Across the records below, how many lines contain the string "MarketSnapshot"? Give the number by itself.

[[ Data to process open ]]

//! HTTP transport boundary: the only place that talks to the network
//!
//! The paid client works against the [`Transport`] trait so tests can script
//! responses; [`ReqwestTransport`] is the production implementation.

use async_trait::async_trait;
use reqwest::Client;
use std::time::Duration;
use thiserror::Error;
use tracing::debug;

use crate::types::{Method, Params};

pub const PAYMENT_HEADER: &str = "X-PAYMENT";
pub const PAYMENT_RESPONSE_HEADER: &str = "X-PAYMENT-RESPONSE";

#[derive(Debug, Clone)]
pub struct HttpRequest {
    pub method: Method,
    pub url: String,
    pub query: Params,
    pub headers: Vec<(String, String)>,
    pub timeout: Duration,
}

impl HttpRequest {
    pub fn new(method: Method, url: impl Into<String>, timeout: Duration) -> Self {
        Self {
            method,
            url: url.into(),
            query: Vec::new(),
            headers: Vec::new(),
            timeout,
        }
    }

    pub fn with_query(mut self, query: &[(String, String)]) -> Self {
        self.query.extend(query.iter().cloned());
        self
    }

    pub fn with_header(mut self, name: &str, value: &str) -> Self {
        self.headers.push((name.to_string(), value.to_string()));
        self
    }

    pub fn header(&self, name: &str) -> Option<&str> {
        find_header(&self.headers, name)
    }
}

#[derive(Debug, Clone)]
pub struct HttpResponse {
    pub status: u16,
    pub headers: Vec<(String, String)>,
    pub body: Vec<u8>,
}

impl HttpResponse {
    pub fn new(status: u16, body: impl Into<Vec<u8>>) -> Self {
        Self {
            status,
            headers: Vec::new(),
            body: body.into(),
        }
    }

    pub fn with_header(mut self, name: &str, value: &str) -> Self {
        self.headers.push((name.to_string(), value.to_string()));
        self
    }

    pub fn header(&self, name: &str) -> Option<&str> {
        find_header(&self.headers, name)
    }

    pub fn is_success(&self) -> bool {
        (200..300).contains(&self.status)
    }

    pub fn is_payment_required(&self) -> bool {
        self.status == 402
    }
}

fn find_header<'a>(headers: &'a [(String, String)], name: &str) -> Option<&'a str> {
    headers
        .iter()
        .find(|(k, _)| k.eq_ignore_ascii_case(name))
        .map(|(_, v)| v.as_str())
}

#[derive(Error, Debug, Clone, PartialEq, Eq)]
pub enum TransportError {
    #[error("request timed out after {0:?}")]
    Timeout(Duration),

    #[error("connection error: {0}")]
    Connection(String),

    #[error("invalid request: {0}")]
    InvalidRequest(String),
}

/// Abstract HTTP capability: `request(method, url, query, headers) -> response`
#[async_trait]
pub trait Transport: Send + Sync {
    async fn request(&self, request: HttpRequest) -> Result<HttpResponse, TransportError>;
}

// ---------------------------------------------------------------------------
// reqwest implementation
// ---------------------------------------------------------------------------

#[derive(Clone)]
pub struct ReqwestTransport {
    client: Client,
}

impl ReqwestTransport {
    pub fn new() -> Result<Self, TransportError> {
        let client = Client::builder()
            .user_agent(concat!("alpha-engine/", env!("CARGO_PKG_VERSION")))
            .build()
            .map_err(|e| TransportError::InvalidRequest(e.to_string()))?;
        Ok(Self { client })
    }

    pub fn from_client(client: Client) -> Self {
        Self { client }
    }
}

#[async_trait]
impl Transport for ReqwestTransport {
    async fn request(&self, request: HttpRequest) -> Result<HttpResponse, TransportError> {
        let method = match request.method {
            Method::Get => reqwest::Method::GET,
            Method::Post => reqwest::Method::POST,
        };

        let mut builder = self
            .client
            .request(method, &request.url)
            .query(&request.query)
            .timeout(request.timeout);
        for (name, value) in &request.headers {
            builder = builder.header(name.as_str(), value.as_str());
        }

        debug!(method = request.method.as_str(), url = %request.url, "Sending request");

        let resp = builder
            .send()
            .await
            .map_err(|e| classify_error(e, request.timeout))?;

        let status = resp.status().as_u16();
        let headers = resp
            .headers()
            .iter()
            .filter_map(|(k, v)| {
                v.to_str()
                    .ok()
                    .map(|v| (k.as_str().to_string(), v.to_string()))
            })
            .collect();
        let body = resp
            .bytes()
            .await
            .map_err(|e| classify_error(e, request.timeout))?
            .to_vec();

        debug!(status, bytes = body.len(), "Response received");
        Ok(HttpResponse {
            status,
            headers,
            body,
        })
    }
}

fn classify_error(err: reqwest::Error, timeout: Duration) -> TransportError {
    if err.is_timeout() {
        TransportError::Timeout(timeout)
    } else if err.is_builder() {
        TransportError::InvalidRequest(err.to_string())
    } else {
        TransportError::Connection(err.to_string())
    }
}
//! Multi-endpoint token intelligence
//!
//! Token data, web research and sentiment for one symbol, fetched
//! concurrently. Each section fails on its own; the others still report.

use serde::de::DeserializeOwned;
use serde::Serialize;

use crate::api::research::{SearchResponse, SentimentResponse, TokenResponse};
use crate::catalog::{Catalog, CatalogError, SEARCH, SENTIMENT, TOKEN};
use crate::client::PaidHttpClient;
use crate::types::CallOutcome;

#[derive(Debug, Clone, Serialize)]
#[serde(rename_all = "snake_case")]
pub enum Section<T> {
    Ready(T),
    Failed(String),
}

impl<T> Section<T> {
    pub fn ready(&self) -> Option<&T> {
        match self {
            Self::Ready(v) => Some(v),
            Self::Failed(_) => None,
        }
    }
}

#[derive(Debug, Clone, Serialize)]
pub struct TokenSummary {
    pub price: Option<f64>,
    pub volume_24h: Option<f64>,
    pub analysis: Option<String>,
}

#[derive(Debug, Clone, Serialize)]
pub struct ResearchSummary {
    pub sources: Option<u64>,
    pub summary: Option<String>,
}

#[derive(Debug, Clone, Serialize)]
pub struct SentimentSummary {
    pub tweets_analyzed: Option<u64>,
    pub analysis: Option<String>,
}

#[derive(Debug, Clone, Serialize)]
pub struct TokenIntelligence {
    pub symbol: String,
    pub token: Section<TokenSummary>,
    pub research: Section<ResearchSummary>,
    pub sentiment: Section<SentimentSummary>,
    pub spent_atomic: u64,
}

pub async fn gather_intelligence(
    client: &PaidHttpClient,
    catalog: &Catalog,
    symbol: &str,
) -> Result<TokenIntelligence, CatalogError> {
    let symbol = symbol.trim().trim_start_matches('$').to_uppercase();
    let token_ep = catalog.get(TOKEN)?;
    let search_ep = catalog.get(SEARCH)?;
    let sentiment_ep = catalog.get(SENTIMENT)?;

    let token_params = vec![("symbol".to_string(), symbol.clone())];
    let search_params = vec![("query".to_string(), format!("{} crypto analysis", symbol))];
    let sentiment_params = vec![("query".to_string(), format!("${}", symbol))];

    let (token, search, sentiment) = tokio::join!(
        client.call(token_ep, &token_params),
        client.call(search_ep, &search_params),
        client.call(sentiment_ep, &sentiment_params),
    );

    let spent_atomic = token.amount_spent() + search.amount_spent() + sentiment.amount_spent();
    tracing::info!(symbol = %symbol, spent = spent_atomic, "Intelligence gathered");

    Ok(TokenIntelligence {
        token: section(&token, |r: TokenResponse| TokenSummary {
            price: r.data.price(),
            volume_24h: r.data.volume_24h(),
            analysis: r.data.grok_analysis,
        }),
        research: section(&search, |r: SearchResponse| ResearchSummary {
            sources: r.data.exa.and_then(|e| e.results_found),
            summary: r.data.summary,
        }),
        sentiment: section(&sentiment, |r: SentimentResponse| SentimentSummary {
            tweets_analyzed: r.data.tweets_analyzed,
            analysis: r.data.sentiment_analysis,
        }),
        symbol,
        spent_atomic,
    })
}

fn section<R, T>(outcome: &CallOutcome, summarize: impl FnOnce(R) -> T) -> Section<T>
where
    R: DeserializeOwned,
{
    match outcome {
        CallOutcome::Paid { payload, .. } => match payload.parse::<R>() {
            Ok(parsed) => Section::Ready(summarize(parsed)),
            Err(e) => Section::Failed(format!("unexpected payload: {}", e)),
        },
        other => Section::Failed(other.to_string()),
    }
}
//! Research API payloads and its free endpoints (health, discovery document)
//!
//! Payload structs mirror the server's JSON loosely: every field is optional so
//! a missing section degrades to `None` instead of failing the whole call.

use anyhow::Result;
use rust_decimal::Decimal;
use serde::{Deserialize, Serialize};
use std::sync::Arc;
use std::time::Duration;
use tracing::debug;

use super::transport::{HttpRequest, Transport};
use crate::types::Method;

pub const DEFAULT_BASE_URL: &str = "https://x402.911fund.io";
pub const HEALTH_PATH: &str = "/health";
pub const DISCOVERY_PATH: &str = "/.well-known/x402.json";

const FREE_ENDPOINT_TIMEOUT: Duration = Duration::from_secs(15);

// ---------------------------------------------------------------------------
// Deserialization structs
// ---------------------------------------------------------------------------

/// `GET /.well-known/x402.json`
#[derive(Debug, Clone, Default, Serialize, Deserialize)]
pub struct DiscoveryDocument {
    #[serde(default)]
    pub resources: Vec<DiscoveredResource>,
}

#[derive(Debug, Clone, Serialize, Deserialize)]
#[serde(rename_all = "camelCase")]
pub struct DiscoveredResource {
    pub path: String,
    #[serde(rename = "priceUSD", default)]
    pub price_usd: Option<Decimal>,
    pub description: Option<String>,
}

#[derive(Debug, Clone, Serialize, Deserialize)]
#[serde(rename_all = "camelCase")]
pub struct TrendingToken {
    pub symbol: Option<String>,
    pub price: Option<f64>,
    pub volume_change: Option<f64>,
}

#[derive(Debug, Clone, Serialize, Deserialize)]
#[serde(rename_all = "camelCase")]
pub struct TrendingData {
    #[serde(default)]
    pub coingecko: Vec<TrendingToken>,
    pub narrative_summary: Option<String>,
}

/// `GET /alpha/trending`
#[derive(Debug, Clone, Serialize, Deserialize)]
pub struct TrendingResponse {
    pub data: TrendingData,
}

#[derive(Debug, Clone, Serialize, Deserialize)]
#[serde(rename_all = "camelCase")]
pub struct SentimentData {
    pub sentiment_analysis: Option<String>,
    pub tweets_analyzed: Option<u64>,
    pub total_likes: Option<u64>,
    pub total_retweets: Option<u64>,
}

/// `GET /alpha/sentiment`
#[derive(Debug, Clone, Serialize, Deserialize)]
pub struct SentimentResponse {
    pub query: Option<String>,
    pub data: SentimentData,
}

#[derive(Debug, Clone, Serialize, Deserialize)]
#[serde(rename_all = "camelCase")]
pub struct MarketSnapshot {
    pub price: Option<f64>,
    #[serde(rename = "volume24h")]
    pub volume_24h: Option<f64>,
}

#[derive(Debug, Clone, Serialize, Deserialize)]
#[serde(rename_all = "camelCase")]
pub struct TokenData {
    pub coingecko: Option<MarketSnapshot>,
    pub dexscreener: Option<MarketSnapshot>,
    pub grok_analysis: Option<String>,
}

impl TokenData {
    /// CoinGecko first, DexScreener as fallback
    pub fn price(&self) -> Option<f64> {
        self.coingecko
            .as_ref()
            .and_then(|m| m.price)
            .or_else(|| self.dexscreener.as_ref().and_then(|m| m.price))
    }

    pub fn volume_24h(&self) -> Option<f64> {
        self.coingecko
            .as_ref()
            .and_then(|m| m.volume_24h)
            .or_else(|| self.dexscreener.as_ref().and_then(|m| m.volume_24h))
    }
}

/// `GET /alpha/token`
#[derive(Debug, Clone, Serialize, Deserialize)]
pub struct TokenResponse {
    pub data: TokenData,
}

#[derive(Debug, Clone, Serialize, Deserialize)]
pub struct SearchHit {
    pub title: Option<String>,
    pub url: Option<String>,
}

#[derive(Debug, Clone, Serialize, Deserialize)]
#[serde(rename_all = "camelCase")]
pub struct ExaResults {
    pub results_found: Option<u64>,
    #[serde(default)]
    pub results: Vec<SearchHit>,
}

#[derive(Debug, Clone, Serialize, Deserialize)]
pub struct SearchData {
    pub summary: Option<String>,
    pub exa: Option<ExaResults>,
}

/// `GET /alpha/search`
#[derive(Debug, Clone, Serialize, Deserialize)]
pub struct SearchResponse {
    pub data: SearchData,
}

/// `GET /alpha/deep`: the research body has no fixed shape
#[derive(Debug, Clone, Serialize, Deserialize)]
pub struct DeepResearchResponse {
    pub query: Option<String>,
    #[serde(default)]
    pub sources: Vec<String>,
    #[serde(default)]
    pub data: serde_json::Value,
}

// ---------------------------------------------------------------------------
// Free endpoints
// ---------------------------------------------------------------------------

/// Client for the unpriced parts of the research API
#[derive(Clone)]
pub struct ResearchApi {
    transport: Arc<dyn Transport>,
    base_url: String,
}

impl ResearchApi {
    pub fn new(transport: Arc<dyn Transport>, base_url: impl Into<String>) -> Self {
        Self {
            transport,
            base_url: base_url.into().trim_end_matches('/').to_string(),
        }
    }

    /// GET /health
    pub async fn health(&self) -> Result<serde_json::Value> {
        self.get_json(HEALTH_PATH).await
    }

    /// GET /.well-known/x402.json: advertised resources and nominal prices
    pub async fn discovery(&self) -> Result<DiscoveryDocument> {
        let value = self.get_json(DISCOVERY_PATH).await?;
        let doc: DiscoveryDocument = serde_json::from_value(value)?;
        debug!(count = doc.resources.len(), "Discovery document fetched");
        Ok(doc)
    }

    async fn get_json(&self, path: &str) -> Result<serde_json::Value> {
        let url = format!("{}{}", self.base_url, path);
        let request = HttpRequest::new(Method::Get, url, FREE_ENDPOINT_TIMEOUT);
        let resp = self.transport.request(request).await?;
        if !resp.is_success() {
            let body = String::from_utf8_lossy(&resp.body).into_owned();
            anyhow::bail!("Research API error {} on {}: {}", resp.status, path, body);
        }
        Ok(serde_json::from_slice(&resp.body)?)
    }
}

[[ Data to process closed ]]

> Solution for this task: 3